[Dataset entries]
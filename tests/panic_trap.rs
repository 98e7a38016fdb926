//! Panic hook trapping. Kept in its own test binary: the hook is process-wide.

use std::sync::Arc;
use std::time::Duration;

use lifecycle_coordinator::{ExitStatus, FailureReason, LifecycleError};

mod common;

use common::{coordinator, ExitRecorder, RecordingSink};

#[tokio::test]
async fn test_panic_is_an_unrecovered_fault() {
    let sink = Arc::new(RecordingSink::default());
    let exits = ExitRecorder::default();
    let handle = coordinator(&sink, &exits)
        .handle_signals(false)
        .start()
        .unwrap();
    handle.startup_settled().await;

    let worker = tokio::spawn(async {
        panic!("worker blew up");
    });
    assert!(worker.await.unwrap_err().is_panic());

    let status = tokio::time::timeout(Duration::from_secs(5), handle.terminated())
        .await
        .expect("panic was not trapped");
    assert_eq!(status, ExitStatus::Failure);

    match handle.exit_reason() {
        Some(FailureReason::Fault { cause }) => {
            let err = cause.downcast_ref::<LifecycleError>().unwrap();
            assert!(matches!(err, LifecycleError::Unrecovered { message } if message.contains("worker blew up")));
        }
        other => panic!("unexpected reason: {:?}", other),
    }
    assert!(sink
        .lines()
        .iter()
        .any(|l| l.starts_with("trapped unrecovered fault:") && l.contains("worker blew up")));

    // The hook was handed back on disarm: later panics no longer reach the coordinator.
    let _ = tokio::spawn(async { panic!("after teardown") }).await;
    tokio::time::sleep(Duration::from_millis(50)).await;
    assert!(!sink.contains("after teardown"));
}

#### Activity
Please return every line in the data that includes the string "RecordingSink".

#### The completed task
use common::{coordinator, ExitRecorder, RecordingSink};
    let sink = Arc::new(RecordingSink::default());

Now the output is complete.